Şimdi, “gün ortasında, akşama doğru, birbirinden farklı gelişmelere tanıklık ediyoruz ya”, inşallah hayra alamet olur!
Eylül ile birlikte, balıkçılarımız “vira bismillah” diyerek, “denizlerden ekmeklerini çıkarmaya” koştular..
Öyle ya, “balıkçı emekçilerimizin de, ekmek teknesi takalar, kayıkları, oltaları, ağları ve denizler, göller, nehirler” olarak bilinir….
Deniz suları sıcak olduğu için, “o fakirin sofrasını süsleyen palamut balığı”, ortalıkta yok..
Kala, kala, “hamsi, sardalye, mezgit ile diğer balıklara” kaldık mı?
Fransa’da ağabeyim Mustafa Cinal(Demir yumruk) ve yeğenim Metin Cinal ile Karasu yolundayız..
Baba, oğulun takılmacaları, gülüşlerime neden olsa, onları bazen, bu soğuk esprilerden men etmeye çalışıyorum..
Sinanoğlu, Ferizli yakınlarında Sakarya Nehri üzerinden geçiyoruz..
Sanki, Sakarya Nehri can çekişiyor!
“Boz bulanık”, desem, yalan olur!
Kirli mi, kirli!
Neyi kirletmedik ki, neyi?

SAKARYA NEHRİ!
Sakarya yerel basının hep gündeminde, “Sapanca Gölü” olsa da, “şu bizim çocukluk günlerimizin deresi Mudurnu Çayı için koparılan fırtınaya” değdi doğrusu!
Hey gidi günler, hey!

Alaağaç ve Karaçalılık gençleri buluşup, “yüzmek için Mudurnu çayı yolunu” tutardık..

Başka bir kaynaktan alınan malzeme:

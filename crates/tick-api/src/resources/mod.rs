//! Typed views over the generic client, one per API resource.

mod entries;
mod projects;
mod tasks;

pub use entries::Entries;
pub use projects::Projects;
pub use tasks::Tasks;

use serde::Deserialize;
use serde::de::DeserializeOwned;
use serde_json::Value;

use crate::ApiError;

/// Reads a parsed body as `D`, reporting the rendered JSON if it does not fit.
fn decode<D: DeserializeOwned>(value: &Value) -> Result<D, ApiError> {
    Deserialize::deserialize(value).map_err(|_| ApiError::Response {
        body: value.to_string(),
    })
}
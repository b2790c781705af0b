use serde_json::Value;
use tick_core::Task;

use crate::{ApiError, ResourceClient, Transport};

use super::decode;

#[derive(Debug)]
pub struct Tasks<'a, T> {
    client: &'a ResourceClient<T>,
}

impl<'a, T: Transport> Tasks<'a, T> {
    pub const fn new(client: &'a ResourceClient<T>) -> Self {
        Self { client }
    }

    /// Tasks of one project, or every task visible to the user.
    pub async fn list(&self, project_id: Option<u64>) -> Result<Vec<Task>, ApiError> {
        let path = match project_id {
            Some(id) => format!("projects/{id}/tasks.json"),
            None => "tasks.json".to_string(),
        };
        decode(&self.client.list(&path).await?)
    }

    /// `GET tasks/{id}.json`
    pub async fn get(&self, id: u64) -> Result<Value, ApiError> {
        self.client.get(&format!("tasks/{id}.json")).await
    }
}
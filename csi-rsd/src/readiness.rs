//! Plugin readiness.
//!
//! Starts out not ready and flips to ready exactly once, right before the
//! driver begins accepting connections.  Read by the Identity `Probe` RPC.

use std::sync::{Mutex, PoisonError};

/// Lock-guarded readiness flag.
#[derive(Debug, Default)]
pub struct Readiness {
    ready: Mutex<bool>,
}

impl Readiness {
    /// A flag in the not-ready state.
    pub fn new() -> Self {
        Self::default()
    }

    /// Whether bootstrap has completed.
    pub fn is_ready(&self) -> bool {
        *self.ready.lock().unwrap_or_else(PoisonError::into_inner)
    }

    /// Enter the ready state.  There is no way back.
    pub fn mark_ready(&self) {
        *self.ready.lock().unwrap_or_else(PoisonError::into_inner) = true;
    }
}

#[cfg(test)]
mod tests {
    use std::sync::Arc;

    use super::*;

    #[test]
    fn starts_not_ready_and_stays_ready() {
        let r = Readiness::new();
        assert!(!r.is_ready());
        r.mark_ready();
        assert!(r.is_ready());
        r.mark_ready();
        assert!(r.is_ready());
    }

    #[test]
    fn readers_never_see_the_flag_go_back() {
        let r = Arc::new(Readiness::new());
        let readers: Vec<_> = (0..4)
            .map(|_| {
                let r = Arc::clone(&r);
                std::thread::spawn(move || {
                    let mut seen_ready = false;
                    for _ in 0..10_000 {
                        let now = r.is_ready();
                        assert!(!(seen_ready && !now));
                        seen_ready |= now;
                    }
                })
            })
            .collect();
        r.mark_ready();
        for h in readers {
            h.join().unwrap();
        }
        assert!(r.is_ready());
    }
}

Yolboyu, çeltik tarlalarından, mısır, pancar, patates, domates, biber, soğan tarlalarını aşıp, gürül, gürül akan Mudurnuçayı ile tanışırdık…
Nerede, o gençlik, nerede o gençler?
Tarla emekçilerimiz, çiftçilerimiz..
Güneş tepede, harman zamanı beklenir..
Ya, pancar teklemeleri sonrası, pancar sökme, mısır kırma günleri?..
Az kalsın unutuyordum, rahmetli annem hep öyle derdi;
“Mısır kırımlarında doğmuşum, bir yayla zamanı sünnet düğünümüz olmuş..”
Başak mı, terazi mi burcum?
Terazi olsa gerek!Karaçalılık önlerinden geçerken, gözlerimiz kahvehanede buluşan, köyün ileri gelenlerine takılırdı..

DAHA DÜNDE YAŞADILAR?
Bizim Alaağaçlılar ile Karaçalık eşrafı buralarda buluşur, günü değerlendirer, yarına hesaplar yapılır, biraz da kenarından siyaset konuşulurdu..
Nadir Erdem, Cevat Erdem, Mustafa Çelik, Yusuf Uluköylü, Osman Duru, Yusuf Duru, Şevki Çavuş, Muhittin Karaca, Yusuf Batır, Davulcu Muhammet, Kel Süleyman, Abaza Eşref, Hancı Mehmet, Çelep Abit, Hakkı Çavuş, Ahmet Sayılı, Aslan Aydın, Demirci Muhammet ve diğerleri”, sabah çayından sonra, akşam çayında da, kazanı kaynatırlardı..
Onlar, “daha dünde yaşayanlarımızdı”, unutmak olmaz!
Ne günlerdi, ne?
Selamlar olsun!
Şimdi onların torunları, çocukları, telefon, bilgisayar ekranlarında sörf yapıyorlar..
Nereden, nereye değil mi?
Nereden, nereye?

AH, YAYLA ÇİMENLERİ, AH?
Telefonun tellerine türküler yaktığımız, “sevgiliye, anne, babaya, asker oğlana, halaya, dayıya, amcaya, yazdığımız mektubun ucunu yaktığımız, selam ve saygılar, özlemler gönderdiğimiz günler”, çok arkalarda kaldı..
Yine geldi, çattı yayla zamanları..
Genç kızlar, gelinler, anneler, babalar, çocuklar, yayla şenliklerinde kol, kola..
Ah yayla çimenleri, ah!
“Yatma sevdiğim yatma, yaylanın çimenine,
Uyuyup da kalırsın, gelemesun yanume!”

Türküleri ile Karadenizli sanatçı İsmail Türüt, huzurlarınızda..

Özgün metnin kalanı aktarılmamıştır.